Ultrasonic Algae Control – Best Practices For 2012

After six or seven years of using ultrasound technology in ponds, we’ve discovered several things that can improve performance.  These simple steps have literally made the difference between success and failure in terms of algae control.  Watch the video below to learn more.

 

 

Ultrasound works to control algae by creating a targeted, resonating vibration in the cells of the plant. Over time these vibrations help to degrade or damage the cell wall and the algae becomes disabled or damaged enough to die off. This all sounds really sci-fi until you look at the results under a microscope or better still, see the reduction in algae in a pond first hand. In a word, it’s amazing technology.

But it’s not perfect.

Ultrasonic algae control works around 70 to 75% of the time.  And it does work on most algae types, but certainly not all of them.  Due to the cellular structure of certain algae, such as Oscillitoria or Pediastrum, it just can’t damage them enough to kill them.

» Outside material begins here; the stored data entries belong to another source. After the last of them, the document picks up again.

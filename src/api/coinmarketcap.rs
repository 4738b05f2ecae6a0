// ============================================================================
// API Client : CoinMarketCap
// ============================================================================
// Récupère les dernières cotations depuis /cryptocurrency/listings/latest
//
// CONCEPTS RUST :
// 1. async/await : un seul appel HTTP non-bloquant
// 2. Erreurs typées : FetchError distingue transport / API / données
// 3. Serde en deux temps : enveloppe (status) d'abord, données ensuite
// ============================================================================

use std::num::NonZeroU32;

use reqwest::header::ACCEPT;
use serde::Deserialize;
use tracing::{debug, error, info, instrument, warn};

use crate::config::{missing_api_key, resolve_api_key, Config, API_KEY_ENV, DEFAULT_BASE_URL};
use crate::error::{FetchError, Result, TransportError};
use crate::models::{Listing, Row};

/// En-tête d'authentification de l'API Pro
pub const API_KEY_HEADER: &str = "X-CMC_PRO_API_KEY";

// ============================================================================
// Structures pour parser la réponse JSON
// ============================================================================
// Toute réponse de l'API (succès ou erreur) a la forme :
// { "status": { "error_code": 0, "error_message": null, ... }, "data": [...] }
//
// `data` est gardé en serde_json::Value : on ne le décode qu'une fois le
// status vérifié, pour qu'une erreur API ne soit jamais masquée par un
// problème de format des données.
// ============================================================================

#[derive(Debug, Deserialize)]
struct Envelope {
    status: Status,
    #[serde(default)]
    data: serde_json::Value,
}

#[derive(Debug, Deserialize)]
struct Status {
    #[serde(default)]
    timestamp: Option<String>,
    #[serde(default)]
    error_code: i64,
    #[serde(default)]
    error_message: Option<String>,
    #[serde(default)]
    elapsed: Option<u64>,
    #[serde(default)]
    credit_count: Option<u64>,
}

// ============================================================================
// Client
// ============================================================================

/// Client de l'API CoinMarketCap
///
/// Possède la clé API et un `reqwest::Client` réutilisable.
pub struct CoinMarketCapClient {
    api_key: String,
    base_url: String,
    http: reqwest::Client,
}

impl CoinMarketCapClient {
    /// Crée un client pointant sur l'URL de production
    ///
    /// # Erreurs
    /// `FetchError::Configuration` si la clé est vide
    pub fn new(api_key: impl Into<String>) -> Result<Self> {
        Self::with_base_url(api_key, DEFAULT_BASE_URL)
    }

    /// Crée un client pointant sur une URL de base arbitraire (sandbox, tests)
    pub fn with_base_url(api_key: impl Into<String>, base_url: impl Into<String>) -> Result<Self> {
        let api_key = api_key.into();
        if api_key.trim().is_empty() {
            return Err(missing_api_key());
        }

        let http = reqwest::Client::builder()
            .user_agent(concat!("cryptofetch/", env!("CARGO_PKG_VERSION")))
            .build()?;

        Ok(Self {
            api_key,
            base_url: base_url.into().trim_end_matches('/').to_string(),
            http,
        })
    }

    /// Crée un client avec la clé explicite, sinon celle de COINMARKETCAP_API_KEY
    pub fn from_env(api_key: Option<String>) -> Result<Self> {
        let api_key = resolve_api_key(api_key, std::env::var(API_KEY_ENV).ok())?;
        Self::new(api_key)
    }

    /// Crée un client depuis une configuration résolue
    pub fn from_config(config: &Config) -> Result<Self> {
        Self::with_base_url(config.api_key.clone(), config.base_url.clone())
    }

    pub fn base_url(&self) -> &str {
        &self.base_url
    }

    /// Construit la requête "latest listings"
    ///
    /// Les paramètres passent par `.query()` : reqwest les encode, un code
    /// devise contenant `&`, `=` ou `#` ne peut pas modifier la requête.
    fn listings_request(&self, limit: NonZeroU32, convert: &str) -> Result<reqwest::Request> {
        let request = self
            .http
            .get(format!("{}/cryptocurrency/listings/latest", self.base_url))
            .query(&[("limit", limit.to_string()), ("convert", convert.to_string())])
            .header(API_KEY_HEADER, &self.api_key)
            .header(ACCEPT, "application/json")
            .build()?;
        Ok(request)
    }

    /// Récupère les `limit` premiers actifs, cotés dans la devise `convert`
    ///
    /// Les lignes sont retournées dans l'ordre du fournisseur (déjà trié par
    /// rang). Aucun retry : toute erreur remonte à l'appelant.
    ///
    /// # Erreurs
    /// - `Transport` : échec réseau ou statut HTTP hors 2xx
    /// - `Api` : status.error_code != 0
    /// - `Data` : JSON invalide ou cotation `convert` absente d'un listing
    #[instrument(skip(self), fields(base_url = %self.base_url))]
    pub async fn fetch_listings(&self, limit: NonZeroU32, convert: &str) -> Result<Vec<Row>> {
        let request = self.listings_request(limit, convert)?;
        debug!(url = %request.url(), "Built listings request");

        debug!("Sending HTTP request to CoinMarketCap");
        let response = self.http.execute(request).await.map_err(|e| {
            error!(error = %e, "HTTP request failed");
            FetchError::from(e)
        })?;

        let status = response.status();
        debug!(status = %status, "Received HTTP response");

        if !status.is_success() {
            // Le corps d'une réponse 4xx/5xx contient souvent l'enveloppe status.
            // S'il est illisible, on garde quand même le code HTTP.
            let message = response
                .text()
                .await
                .ok()
                .and_then(|body| serde_json::from_str::<Envelope>(&body).ok())
                .and_then(|envelope| envelope.status.error_message);
            error!(status = %status, message = ?message, "CoinMarketCap returned error status");
            return Err(TransportError::Status {
                status: status.as_u16(),
                message,
            }
            .into());
        }

        let body = response.text().await?;
        let rows = parse_listings_response(&body, convert)?;
        info!(
            rows = rows.len(),
            newest_quote = ?rows.iter().filter_map(|r| r.last_updated).max(),
            "Successfully fetched listings"
        );
        Ok(rows)
    }
}

/// Décode le corps d'une réponse 2xx et extrait une Row par listing
///
/// CONCEPT RUST : collect::<Result<Vec<_>>>()
/// - S'arrête à la première erreur et la retourne
/// - Aucun résultat partiel n'est produit
pub fn parse_listings_response(body: &str, convert: &str) -> Result<Vec<Row>> {
    let envelope: Envelope = serde_json::from_str(body)
        .map_err(|e| FetchError::Data(format!("invalid response body: {}", e)))?;

    let status = envelope.status;
    debug!(
        timestamp = ?status.timestamp,
        elapsed_ms = ?status.elapsed,
        "Response status"
    );

    if status.error_code != 0 {
        let message = status
            .error_message
            .unwrap_or_else(|| "unknown error".to_string());
        error!(code = status.error_code, message = %message, "CoinMarketCap API error");
        return Err(FetchError::Api(message));
    }

    let listings: Vec<Listing> = serde_json::from_value(envelope.data)
        .map_err(|e| FetchError::Data(format!("invalid listings data: {}", e)))?;

    if listings.is_empty() {
        warn!("CoinMarketCap returned no listings");
    }
    info!(
        listings = listings.len(),
        credits = ?status.credit_count,
        "CoinMarketCap credits used"
    );

    listings
        .into_iter()
        .map(|listing| Row::from_listing(listing, convert))
        .collect()
}

// ============================================================================
// Tests unitaires
// ============================================================================

#[cfg(test)]
mod tests {
    use super::*;

    fn limit(n: u32) -> NonZeroU32 {
        NonZeroU32::new(n).unwrap()
    }

    #[test]
    fn test_listings_request_url() {
        let client = CoinMarketCapClient::new("k").unwrap();
        let request = client.listings_request(limit(10), "USD").unwrap();

        assert_eq!(
            request.url().as_str(),
            "https://pro-api.coinmarketcap.com/v1/cryptocurrency/listings/latest?limit=10&convert=USD"
        );
        assert_eq!(request.headers()[API_KEY_HEADER], "k");
        assert_eq!(request.headers()[ACCEPT], "application/json");
    }

    #[test]
    fn test_listings_request_encodes_currency() {
        let client = CoinMarketCapClient::new("k").unwrap();
        let request = client.listings_request(limit(1), "USD&limit=5000").unwrap();

        assert_eq!(request.url().query(), Some("limit=1&convert=USD%26limit%3D5000"));
        let limits: Vec<String> = request
            .url()
            .query_pairs()
            .filter(|(key, _)| key == "limit")
            .map(|(_, value)| value.into_owned())
            .collect();
        assert_eq!(limits, ["1"]);
    }

    #[test]
    fn test_new_rejects_empty_key() {
        let err = CoinMarketCapClient::new("").err().unwrap();
        assert!(err.is_configuration());

        let err = CoinMarketCapClient::new("  ").err().unwrap();
        assert!(err.is_configuration());
    }

    #[test]
    fn test_from_env_prefers_explicit_key() {
        let client = CoinMarketCapClient::from_env(Some("explicit".to_string())).unwrap();
        assert_eq!(client.base_url(), DEFAULT_BASE_URL);
    }

    #[test]
    fn test_base_url_trailing_slash() {
        let client = CoinMarketCapClient::with_base_url("k", "http://localhost:1234/v1/").unwrap();
        assert_eq!(client.base_url(), "http://localhost:1234/v1");
    }

    #[test]
    fn test_parse_preserves_provider_order() {
        let body = r#"{
            "status": {"error_code": 0, "error_message": null, "credit_count": 1},
            "data": [
                {"cmc_rank": 2, "name": "Ethereum", "symbol": "ETH", "quote": {"USD": {"price": 3000.0}}},
                {"cmc_rank": 1, "name": "Bitcoin", "symbol": "BTC", "quote": {"USD": {"price": 45000.0}}}
            ]
        }"#;

        let rows = parse_listings_response(body, "USD").unwrap();
        let symbols: Vec<&str> = rows.iter().map(|r| r.symbol.as_str()).collect();
        assert_eq!(symbols, ["ETH", "BTC"]);
    }

    #[test]
    fn test_parse_api_error() {
        let body = r#"{
            "status": {"error_code": 1001, "error_message": "Invalid API Key"}
        }"#;

        match parse_listings_response(body, "USD") {
            Err(FetchError::Api(message)) => assert_eq!(message, "Invalid API Key"),
            other => panic!("expected Api error, got {:?}", other),
        }
    }

    #[test]
    fn test_parse_api_error_wins_over_bad_data() {
        let body = r#"{
            "status": {"error_code": 1008, "error_message": "Rate limit reached"},
            "data": "not a list"
        }"#;

        assert!(matches!(
            parse_listings_response(body, "USD"),
            Err(FetchError::Api(_))
        ));
    }

    #[test]
    fn test_parse_invalid_json() {
        assert!(matches!(
            parse_listings_response("<html>oops</html>", "USD"),
            Err(FetchError::Data(_))
        ));
    }

    #[test]
    fn test_parse_missing_currency() {
        let body = r#"{
            "status": {"error_code": 0},
            "data": [{"cmc_rank": 1, "name": "Bitcoin", "symbol": "BTC", "quote": {"USD": {}}}]
        }"#;

        assert!(matches!(
            parse_listings_response(body, "EUR"),
            Err(FetchError::Data(_))
        ));
    }

    #[test]
    fn test_parse_empty_data() {
        let body = r#"{"status": {"error_code": 0}, "data": []}"#;
        assert!(parse_listings_response(body, "USD").unwrap().is_empty());
    }
}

So how do you decide if ultrasound is right for your situation?

As I mention  in the video, there may be some tell-tale signs that may help if you watch the algae.  For green water types that get denser or greener during the day and lighten up or even go away at dusk or dawn, then ultrasound may help by disabling the air bladder that these algae use to move up and down in the water.  They come up during the day for photosynthesis, but if they can’t rise to the surface they’ll simply die off at the bottom.  These particular algae respond best in waters that are not so shallow.  Six to eight feet of depth or more should provide enough to keep them at bay on the bottom after the ultrasound has damaged them.  In shallower waters they still sink, but can hang on for longer periods of time since sunlight penetrates deep enough into the water.

For most algae cases though we’ll have two things we can do to check on ultrasound’s effectiveness. 

The first is a microscopic evaluation of the algae.  This may tell us if an algae type that can’t be controlled is present, and if it is, we can assume ultrasound won’t help that much. 

The second, and most effective option (with 100% accuracy) is a short term trial period where an ultrasound system is actually placed in the pond for 60 days and the performance is evaluated.  It’s about the only way to know for sure if a system will work well or not. 

Due to this fact, at the beginning of 2012 we started a full scale trial / rental program for ultrasounds and it’s helped pond owners determine, without a lot of risk or investment whether the technology will fit their needs.